As markets worldwide move toward professionalising shared ownership governance, the framework built in Dubai is drawing international attention.

May 18, 2026 | Tripti Mehta | UAE | Community Management

Dubai's Community Management Model Takes Centre Stage in Panama City

How do you run a building that thousands of people call home? It sounds like a straightforward question until you are the one responsible for answering it. Governance, legal accountability, technology, finances, resident relations: the job of managing shared residential communities is one of the most complex, underleveraged roles in real estate. And increasingly, the world is trying to figure it out together.

The global conversation around community management is maturing. Markets that once developed their own answers in isolation, shaped by local law, developer culture and custom, are now actively comparing notes. The themes circulating internationally will feel familiar to anyone working in Dubai real estate: how governance frameworks across the emirate keep pace with the scale of modern developments, what role AI and digital tools genuinely play in building operations, and how the profession invests in the people who carry it.

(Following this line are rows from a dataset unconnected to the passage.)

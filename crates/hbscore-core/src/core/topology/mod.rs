//! # Topology Module
//!
//! Residue-level chemical knowledge needed by the hydrogen-bond engine: which
//! atoms donate or accept, their chemical classes, and the base atoms that
//! orient each acceptor.
//!
//! ## Key Components
//!
//! - [`registry`] - The chemistry registry, loaded from TOML and applied to a system
//!
//! ## Usage
//!
//! ```ignore
//! use hbscore::core::topology::registry::ChemistryRegistry;
//!
//! let registry = ChemistryRegistry::standard()?;
//! registry.apply(&mut system)?;
//! ```

pub mod registry;
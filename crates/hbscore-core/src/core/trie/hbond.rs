use super::rotamer_trie::{RotamerTrie, TrieAtom};
use super::traversal::CountPairFunction;
use crate::core::forcefield::types::{HBAccChemType, HBDonChemType};
use nalgebra::Point3;
use std::cmp::Ordering;

/// Trie payload for hydrogen-bond evaluation.
///
/// Hydrogens carry the position of their donor heavy atom in `base`;
/// acceptors carry their two base atoms.
#[derive(Debug, Clone, PartialEq)]
pub struct HBAtom {
    pub position: Point3<f64>,
    pub base: Point3<f64>,
    pub base2: Point3<f64>,
    pub is_hydrogen: bool,
    /// Donor chemistry; on hydrogens, that of the donor they are attached to.
    pub don_type: Option<HBDonChemType>,
    pub acc_type: Option<HBAccChemType>,
    /// For hydrogens, whether the donor heavy atom is a backbone atom.
    pub is_backbone: bool,
    pub is_protein: bool,
    pub is_dna: bool,
    pub near_water: bool,
    pub is_water: bool,
}

impl HBAtom {
    /// An atom that takes part in no hydrogen bond; fills otherwise empty
    /// descriptors.
    pub fn placeholder(position: Point3<f64>) -> Self {
        Self {
            position,
            base: position,
            base2: position,
            is_hydrogen: false,
            don_type: None,
            acc_type: None,
            is_backbone: false,
            is_protein: false,
            is_dna: false,
            near_water: false,
            is_water: false,
        }
    }

    #[inline]
    pub fn is_polar_hydrogen(&self) -> bool {
        self.is_hydrogen && self.don_type.is_some()
    }

    #[inline]
    pub fn is_acceptor(&self) -> bool {
        self.acc_type.is_some()
    }
}

impl TrieAtom for HBAtom {
    fn position(&self) -> &Point3<f64> {
        &self.position
    }

    fn trie_cmp(&self, other: &Self) -> Ordering {
        self.is_hydrogen
            .cmp(&other.is_hydrogen)
            .then(self.don_type.cmp(&other.don_type))
            .then(self.acc_type.cmp(&other.acc_type))
            .then(self.position.x.total_cmp(&other.position.x))
            .then(self.position.y.total_cmp(&other.position.y))
            .then(self.position.z.total_cmp(&other.position.z))
    }
}

/// Count-pair data of a trie atom.
#[derive(Debug, Clone, Copy, PartialEq, Eq, Default)]
pub struct HBCountPairData {
    pub is_sc: bool,
    /// The atom's backbone group is already claimed by a backbone/backbone
    /// bond, so it may not also bond to sidechains.
    pub avoid_sc_hbonds: bool,
}

/// Count-pair rule enforcing the backbone/sidechain exclusion.
#[derive(Debug, Clone, Copy, Default)]
pub struct HBCountPair;

impl CountPairFunction<HBCountPairData> for HBCountPair {
    #[inline]
    fn count(&self, first: &HBCountPairData, second: &HBCountPairData) -> bool {
        !((first.avoid_sc_hbonds && second.is_sc) || (second.avoid_sc_hbonds && first.is_sc))
    }
}

pub type HBondTrie = RotamerTrie<HBAtom, HBCountPairData>;

#[cfg(test)]
mod tests {
    use super::*;

    fn cp(is_sc: bool, avoid: bool) -> HBCountPairData {
        HBCountPairData {
            is_sc,
            avoid_sc_hbonds: avoid,
        }
    }

    #[test]
    fn claimed_backbone_does_not_pair_with_sidechains() {
        let rule = HBCountPair;
        assert!(!rule.count(&cp(false, true), &cp(true, false)));
        assert!(!rule.count(&cp(true, false), &cp(false, true)));
    }

    #[test]
    fn unclaimed_or_backbone_partners_are_counted() {
        let rule = HBCountPair;
        assert!(rule.count(&cp(false, true), &cp(false, false)));
        assert!(rule.count(&cp(false, false), &cp(true, false)));
        assert!(rule.count(&cp(true, false), &cp(true, false)));
    }

    #[test]
    fn heavy_atoms_sort_before_hydrogens_at_same_position() {
        let heavy = HBAtom::placeholder(Point3::origin());
        let mut hydrogen = heavy.clone();
        hydrogen.is_hydrogen = true;
        assert_eq!(heavy.trie_cmp(&hydrogen), Ordering::Less);
        assert_eq!(heavy.trie_cmp(&heavy.clone()), Ordering::Equal);
    }
}
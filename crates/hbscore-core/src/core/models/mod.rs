//! # Core Models Module
//!
//! Data structures describing the structure being scored: residues that own their
//! atoms (with hydrogen-bond chemistry attached), chains, the system that orders
//! residues into sequence positions, and the optional implicit membrane.
//!
//! ## Key Components
//!
//! - [`atom`] - Atoms with role, coordinates, donor/acceptor chemistry and base atoms
//! - [`residue`] - Residues with cached polar-hydrogen/acceptor lists and bounding sphere
//! - [`chain`] - Chain metadata and polymer classification
//! - [`system`] - The complete structure with sequence positions
//! - [`membrane`] - Implicit membrane geometry
//! - [`builder`] - Incremental construction from file records
//! - [`ids`] - Unique identifier types for residues and chains
//!
//! ## Usage
//!
//! ```ignore
//! use hbscore::core::models::{atom::Atom, chain::ChainType, system::MolecularSystem};
//!
//! let mut system = MolecularSystem::new();
//! let chain_id = system.add_chain('A', ChainType::Protein);
//! let residue_id = system.add_residue(chain_id, 1, "SER", None).unwrap();
//! system.add_atom_to_residue(residue_id, Atom::new("OG", Point3::new(0.0, 0.0, 0.0)));
//! ```

pub mod atom;
pub mod builder;
pub mod chain;
pub mod ids;
pub mod membrane;
pub mod residue;
pub mod system;
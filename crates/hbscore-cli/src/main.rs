mod cli;
mod commands;
mod config;
mod error;
mod logging;
mod utils;

use crate::cli::{Cli, Commands};
use crate::error::{CliError, Result};
use clap::Parser;
use tracing::{debug, error, info};

fn main() {
    if let Err(e) = run_app() {
        eprintln!("\n❌ Error: {}", e);
        std::process::exit(1);
    }
}

fn run_app() -> Result<()> {
    let cli = Cli::parse();
    logging::setup_logging(cli.verbose, cli.quiet, cli.log_file.as_deref())?;

    std::panic::set_hook(Box::new(|pi| {
        error!("{}", pi);
    }));

    info!("🚀 hbscore CLI v{} starting up.", env!("CARGO_PKG_VERSION"));
    debug!("Full CLI arguments parsed: {:?}", &cli);

    if let Some(num_threads) = cli.threads {
        info!(
            "Setting Rayon global thread pool to {} threads.",
            num_threads
        );
        rayon::ThreadPoolBuilder::new()
            .num_threads(num_threads)
            .build_global()
            .map_err(|e| {
                CliError::Other(anyhow::anyhow!("Failed to build global thread pool: {}", e))
            })?;
    }

    let show_progress = !cli.quiet;
    let command_result = match cli.command {
        Commands::Score(args) => {
            info!("Dispatching to 'score' command.");
            commands::score::run(args, show_progress)
        }
        Commands::Rotamers(args) => {
            info!("Dispatching to 'rotamers' command.");
            commands::rotamers::run(args, show_progress)
        }
    };

    match &command_result {
        Ok(_) => info!("✅ Command completed successfully."),
        Err(e) => error!("❌ Command failed: {}", e),
    }

    command_result
}
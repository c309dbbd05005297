use clap::{Args, Parser, Subcommand};
use hbscore::engine::config::ResidueSpecifier;
use std::path::PathBuf;

const HELP_TEMPLATE: &str = "\
{before-help}{name} {version}
{author-with-newline}{about-with-newline}
{usage-heading} {usage}

{all-args}{after-help}
";

#[derive(Parser, Debug)]
#[command(
    author = "Tony Kan, Ted Yu, William A. Goddard III, Victor Wai Tak Kam",
    version,
    about = "hbscore CLI - Score hydrogen bonds in macromolecular structures and rank side-chain conformations by their hydrogen-bond energy.",
    help_template = HELP_TEMPLATE,
)]
#[command(propagate_version = true)]
pub struct Cli {
    #[command(subcommand)]
    pub command: Commands,

    /// Increase verbosity level (-v for INFO, -vv for DEBUG, -vvv for TRACE)
    #[arg(short, long, action = clap::ArgAction::Count, global = true)]
    pub verbose: u8,

    /// Suppress all log output except for errors
    #[arg(short, long, global = true, conflicts_with = "verbose")]
    pub quiet: bool,

    /// Write logs to a specified file in addition to the console output
    #[arg(long, global = true, value_name = "PATH")]
    pub log_file: Option<PathBuf>,

    /// Set the number of threads for parallel computation.
    /// Defaults to the number of available logical cores.
    #[arg(short = 'j', long, global = true, value_name = "NUM")]
    pub threads: Option<usize>,
}

#[derive(Subcommand, Debug)]
pub enum Commands {
    /// Compute the hydrogen-bond energy of a structure, per score term and per residue pair.
    Score(ScoreArgs),
    /// Rank alternative conformations of one residue by their hydrogen-bond energy.
    Rotamers(RotamerArgs),
}

/// Method settings shared by every subcommand.
#[derive(Args, Debug, Clone, Default)]
pub struct MethodArgs {
    /// Path to a configuration file in TOML format ([hbond] options and [weights]).
    #[arg(short, long, value_name = "PATH")]
    pub config: Option<PathBuf>,

    /// Residue chemistry table in TOML format, replacing the bundled one.
    #[arg(long, value_name = "PATH")]
    pub chemistry: Option<PathBuf>,

    /// Polynomial table (CSV), replacing the bundled one. Requires --evaluations.
    #[arg(long, value_name = "PATH", requires = "evaluations")]
    pub polynomials: Option<PathBuf>,

    /// Evaluation-type table (CSV), replacing the bundled one. Requires --polynomials.
    #[arg(long, value_name = "PATH", requires = "polynomials")]
    pub evaluations: Option<PathBuf>,

    /// Score backbone/backbone bonds pairwise, overriding the config file.
    #[arg(long)]
    pub decompose: bool,

    /// Let claimed backbone groups also bond to sidechains, overriding the config file.
    #[arg(long)]
    pub no_bb_check: bool,

    /// Disable the burial-dependent weighting of sidechain bonds, overriding the config file.
    #[arg(long)]
    pub no_env_dep: bool,

    /// Set a specific configuration value, overriding the config file.
    /// Can be used multiple times. Example: -S hbond.max-hb-energy=-0.1 -S weights.hbond_sc=1.1
    #[arg(short = 'S', long = "set", value_name = "KEY=VALUE", num_args(0..))]
    pub set_values: Vec<String>,
}

/// Arguments for the `score` subcommand.
#[derive(Args, Debug)]
pub struct ScoreArgs {
    /// Path to the input molecular structure file (e.g., protein.bgf).
    #[arg(short, long, required = true, value_name = "PATH")]
    pub input: PathBuf,

    /// Write the per-pair energies as CSV to this path.
    #[arg(short, long, value_name = "PATH")]
    pub output: Option<PathBuf>,

    /// Print the residue pairs with the lowest energies.
    #[arg(long, value_name = "INT")]
    pub top: Option<usize>,

    /// Also compute per-atom derivatives and write them as CSV to this path.
    #[arg(long, value_name = "PATH")]
    pub derivatives: Option<PathBuf>,

    #[command(flatten)]
    pub method: MethodArgs,
}

/// Arguments for the `rotamers` subcommand.
#[derive(Args, Debug)]
pub struct RotamerArgs {
    /// Path to the input molecular structure file (e.g., protein.bgf).
    #[arg(short, long, required = true, value_name = "PATH")]
    pub input: PathBuf,

    /// The residue to rank conformations for, as CHAIN:NUMBER (e.g., A:42).
    #[arg(short, long, required = true, value_name = "CHAIN:NUMBER")]
    pub residue: ResidueSpecifier,

    /// Structure file whose residues are the candidate conformations, in order.
    #[arg(long, required = true, value_name = "PATH")]
    pub conformations: PathBuf,

    #[command(flatten)]
    pub method: MethodArgs,
}

#[cfg(test)]
mod tests {
    use super::*;
    use clap::CommandFactory;

    #[test]
    fn command_definition_is_valid() {
        Cli::command().debug_assert();
    }

    #[test]
    fn score_arguments_are_parsed() {
        let cli = Cli::parse_from([
            "hbscore", "-vv", "score", "-i", "in.bgf", "--decompose", "-S", "hbond.max-hb-energy=-0.2",
        ]);
        assert_eq!(cli.verbose, 2);
        let Commands::Score(args) = cli.command else {
            panic!("expected the score subcommand");
        };
        assert_eq!(args.input, PathBuf::from("in.bgf"));
        assert!(args.method.decompose);
        assert!(!args.method.no_bb_check);
        assert_eq!(args.method.set_values, vec!["hbond.max-hb-energy=-0.2"]);
    }

    #[test]
    fn rotamer_target_is_parsed_as_a_residue_specifier() {
        let cli = Cli::parse_from([
            "hbscore", "rotamers", "-i", "in.bgf", "-r", "B:17", "--conformations", "rot.bgf",
        ]);
        let Commands::Rotamers(args) = cli.command else {
            panic!("expected the rotamers subcommand");
        };
        assert_eq!(args.residue.chain_id, 'B');
        assert_eq!(args.residue.residue_number, 17);
    }

    #[test]
    fn parameter_tables_must_be_given_together() {
        let result = Cli::try_parse_from([
            "hbscore", "score", "-i", "in.bgf", "--polynomials", "p.csv",
        ]);
        assert!(result.is_err());
    }
}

That last point is gaining ground. The community management role sits at the intersection of financial oversight, legal accountability and resident relations, and the industry is beginning to treat it with the seriousness that complexity deserves. More markets are moving toward licensing, structured governance, and professionalisation of the administrator role. Dubai has been ahead of this curve for some time.

Which is part of why Prof. Jeevan D'Mello, CEO of Zenesis Consulting and widely recognised as the Father of Community Management in the Middle East, was among the international voices at April's Congreso de Administradores de Propiedad Horizontal in Panama City. The architect who built the region's largest community management operation at Emaar Properties, overseeing developments including Burj Khalifa, spoke about what Dubai has spent decades refining: how freehold communities are structured, governed, and turned into places residents are proud to call home.

During his presentation, he spoke about his work in Dubai and the Middle East. He shared his experience managing iconic projects, including Downtown Dubai and Burj Khalifa, but his main focus was the Dubai Community Management model.

He described the model as more than a regulatory framework; as a practical operating system for urban living. Emerging from Dubai’s freehold transformation, it brought together ownership, governance, service charges, facilities management, resident engagement and regulatory oversight at remarkable speed.

“Its strength lies in combining developer vision with structured stewardship, supported by Dubai’s Real Estate Regulatory Agency (RERA), professional community managers and service providers. What makes the model distinctive is its balance between ambition and discipline: iconic communities are not only built, but maintained, governed and continuously improved,” he noted in his presentation. 

The direction is clear. The knowledge built in Dubai and then across the UAE, through years of governing complex, large-scale communities, has reach beyond the region. Dubai has more to contribute to that conversation than it perhaps gets credit for. And the world is beginning to recognise that.